Several articles have studied COVID-19 infection onboard the Diamond Princess. The data reported varied across studies, but there was little difference overall. Passengers on this cruise ship came from more than 50 countries [7]. The ship began its voyage in Yokohama (Japan) on January 20, 2020 and docked in Kagoshima (Japan), Hong Kong, Vietnam, Keelung (Taiwan, China) and Okinawa (Japan) [8]. The first confirmed case was an 80-year-old man who boarded the ship in Hong Kong on 25 January 2020. The Hong Kong health authorities confirmed the case on 1 February 2020 and alerted the Japanese authorities, after which the passengers and crew were not allowed to disembark when arriving in Yokohama [2,9]. The subjects of the study included all individuals onboard on 3 February 2020 (2666 passengers and 1045 crew members). The average age of the passengers was 66.1 years, with 55% women. The average age of the crew members was 36.6 years, with 81% being men. A total of 544 (20.4%) passengers were infected, with 314 (57.7%) of the infected patients being asymptomatic; 143 (13.7%) crew members were infected, with 64 (44.8%) being asymptomatic [9].

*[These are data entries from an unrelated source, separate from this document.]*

// Queue regression suite.
//
// Single-queue scenarios cover open, get-on-empty, FIFO order, bulk fill and
// drain, and apply counting. Multi-queue scenarios start from
// q1 = {steve, bill, john}, q2 = {fred, george, nigel} and two empty queues,
// and cover search/remove at every position, misses, and all four concat
// shapes, each followed by a put to show the result is still a working queue.
mod common;

use common::*;
use hashq::Queue;

const NUM_ELEMENTS: i32 = 100;

struct Fixture {
    q1: Queue<Person>,
    q2: Queue<Person>,
    q3: Queue<Person>,
    q4: Queue<Person>,
    cory: Person,
}

fn fixture() -> Fixture {
    init_logging();
    let mut q1 = Queue::new();
    let mut q2 = Queue::new();
    for (name, age) in [("steve", STEVE_AGE), ("bill", BILL_AGE), ("john", JOHN_AGE)] {
        q1.put(make_person(name, age)).unwrap();
    }
    for (name, age) in [("fred", FRED_AGE), ("george", GEORGE_AGE), ("nigel", NIGEL_AGE)] {
        q2.put(make_person(name, age)).unwrap();
    }
    Fixture {
        q1,
        q2,
        q3: Queue::new(),
        q4: Queue::new(),
        cory: make_person("cory", CORY_AGE),
    }
}

#[test]
fn open_and_close_empty() {
    let q: Queue<Person> = Queue::new();
    assert!(q.is_empty());
    drop(q);
}

#[test]
fn get_from_empty() {
    let mut q: Queue<Person> = Queue::new();
    assert!(q.get().is_none());
}

#[test]
fn put_then_get_in_order() {
    let mut q = Queue::new();
    q.put(make_person("steve", STEVE_AGE)).unwrap();
    q.put(make_person("bill", BILL_AGE)).unwrap();
    q.put(make_person("john", JOHN_AGE)).unwrap();
    get_n_check(&mut q, "steve", STEVE_AGE);
    get_n_check(&mut q, "bill", BILL_AGE);
    get_n_check(&mut q, "john", JOHN_AGE);
    check_empty(&mut q);
}

#[test]
fn fill_and_drain() {
    let mut q = Queue::new();
    for i in 0..NUM_ELEMENTS {
        q.put(make_person("steve", i)).unwrap();
    }
    for i in 0..NUM_ELEMENTS {
        get_n_check(&mut q, "steve", i);
    }
    check_empty(&mut q);
}

#[test]
fn apply_on_empty() {
    let q: Queue<Person> = Queue::new();
    let mut cnt = 0;
    q.apply(|_| cnt += 1);
    assert_eq!(cnt, 0);
}

#[test]
fn apply_counts_everything() {
    let mut q = Queue::new();
    for _ in 0..NUM_ELEMENTS {
        q.put(make_person("steve", STEVE_AGE)).unwrap();
    }
    let mut cnt = 0;
    q.apply(|_| cnt += 1);
    assert_eq!(cnt, NUM_ELEMENTS);
}

#[test]
fn search_empty() {
    let f = fixture();
    assert!(f.q3.search(is_age, &STEVE_AGE).is_none());
}

#[test]
fn remove_from_empty() {
    let mut f = fixture();
    assert!(f.q3.remove(is_age, &STEVE_AGE).is_none());
}

#[test]
fn concat_empty_empty() {
    let mut f = fixture();
    f.q3.concat(f.q4);
    check_empty(&mut f.q3);
    f.q3.put(f.cory).unwrap();
    get_n_check(&mut f.q3, "cory", CORY_AGE);
    check_empty(&mut f.q3);
}

#[test]
fn concat_nonempty_empty() {
    let mut f = fixture();
    f.q1.concat(f.q3);
    f.q1.put(f.cory).unwrap();
    get_n_check(&mut f.q1, "steve", STEVE_AGE);
    get_n_check(&mut f.q1, "bill", BILL_AGE);
    get_n_check(&mut f.q1, "john", JOHN_AGE);
    get_n_check(&mut f.q1, "cory", CORY_AGE);
    check_empty(&mut f.q1);
}

#[test]
fn concat_empty_nonempty() {
    let mut f = fixture();
    f.q3.concat(f.q1);
    f.q3.put(f.cory).unwrap();
    get_n_check(&mut f.q3, "steve", STEVE_AGE);
    get_n_check(&mut f.q3, "bill", BILL_AGE);
    get_n_check(&mut f.q3, "john", JOHN_AGE);
    get_n_check(&mut f.q3, "cory", CORY_AGE);
    check_empty(&mut f.q3);
}

#[test]
fn concat_nonempty_nonempty() {
    let mut f = fixture();
    f.q1.concat(f.q2);
    f.q1.put(f.cory).unwrap();
    get_n_check(&mut f.q1, "steve", STEVE_AGE);
    get_n_check(&mut f.q1, "bill", BILL_AGE);
    get_n_check(&mut f.q1, "john", JOHN_AGE);
    get_n_check(&mut f.q1, "fred", FRED_AGE);
    get_n_check(&mut f.q1, "george", GEORGE_AGE);
    get_n_check(&mut f.q1, "nigel", NIGEL_AGE);
    get_n_check(&mut f.q1, "cory", CORY_AGE);
    check_empty(&mut f.q1);
}

#[test]
fn search_front() {
    let f = fixture();
    check_person(f.q1.search(is_age, &STEVE_AGE), "steve", STEVE_AGE);
}

#[test]
fn search_back() {
    let f = fixture();
    check_person(f.q1.search(is_age, &JOHN_AGE), "john", JOHN_AGE);
}

#[test]
fn search_middle() {
    let f = fixture();
    check_person(f.q1.search(is_age, &BILL_AGE), "bill", BILL_AGE);
}

#[test]
fn search_absent() {
    let f = fixture();
    assert!(f.q1.search(is_age, &99).is_none());
}

#[test]
fn remove_front() {
    let mut f = fixture();
    let p = f.q1.remove(is_age, &STEVE_AGE);
    check_person(p.as_ref(), "steve", STEVE_AGE);
    get_n_check(&mut f.q1, "bill", BILL_AGE);
    get_n_check(&mut f.q1, "john", JOHN_AGE);
    check_empty(&mut f.q1);
}

#[test]
fn remove_back() {
    let mut f = fixture();
    let p = f.q1.remove(is_age, &JOHN_AGE);
    check_person(p.as_ref(), "john", JOHN_AGE);
    get_n_check(&mut f.q1, "steve", STEVE_AGE);
    get_n_check(&mut f.q1, "bill", BILL_AGE);
    check_empty(&mut f.q1);
}

#[test]
fn remove_middle() {
    let mut f = fixture();
    let p = f.q1.remove(is_age, &BILL_AGE);
    check_person(p.as_ref(), "bill", BILL_AGE);
    get_n_check(&mut f.q1, "steve", STEVE_AGE);
    get_n_check(&mut f.q1, "john", JOHN_AGE);
    check_empty(&mut f.q1);
}

#[test]
fn remove_absent() {
    let mut f = fixture();
    assert!(f.q1.remove(is_age, &99).is_none());
    get_n_check(&mut f.q1, "steve", STEVE_AGE);
    get_n_check(&mut f.q1, "bill", BILL_AGE);
    get_n_check(&mut f.q1, "john", JOHN_AGE);
    check_empty(&mut f.q1);
}

// Search leaves order and contents alone.
#[test]
fn search_is_non_destructive() {
    let mut f = fixture();
    for age in [JOHN_AGE, STEVE_AGE, 99, BILL_AGE] {
        let _ = f.q1.search(is_age, &age);
    }
    let mut names = Vec::new();
    f.q1.apply(|p| names.push(p.name.clone()));
    assert_eq!(names, ["steve", "bill", "john"]);
    get_n_check(&mut f.q1, "steve", STEVE_AGE);
}

// Queues move across threads when their elements can.
#[test]
fn queue_is_send() {
    let mut f = fixture();
    let handle = std::thread::spawn(move || {
        f.q1.concat(f.q2);
        f.q1
    });
    let q = handle.join().expect("worker panicked");
    assert_eq!(q.len(), 6);
}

3.1.2. The USS Theodore Roosevelt

At the end of March 2020, a COVID-19 outbreak occurred on a nuclear-powered aircraft carrier with 4779 crew [10]. Three crew members tested positive for SARS-CoV-2 on 23 March 2020. Four days later, they were sent to the base in Guam and received further tests and isolation [2]. The subjects of the study included all crew members onboard the aircraft carrier, with an average age of 27 years. During the outbreak, a total of 1271 (26.6%) crew members tested positive for SARS-CoV-2 by real-time reverse transcription polymerase chain reaction (RT-PCR). Another 60 crew members were considered suspected cases. Of the cases with positive laboratory tests, 76.9% (978 out of 1271) had no symptoms when they tested positive [10].

3.1.3. The Costa Atlantic

At the end of March 2020, a COVID-19 outbreak started onboard a Japanese cruise ship, which peaked at the end of April 2020 [4]. On 19 April 2020, the Costa Atlantic moored in Nagasaki (Japan) for maintenance and reported a crew member with a fever [4,11] to the Nagasaki City Public Health Centre. A total of 623 multinational crew members (median age 31 years; 84% men) were tested and quarantined in their cabins [4,11]. After SARS-CoV-2 PCR tests were conducted on the crew, 149 positive cases were confirmed. Note: there were no passengers on board the cruise ship.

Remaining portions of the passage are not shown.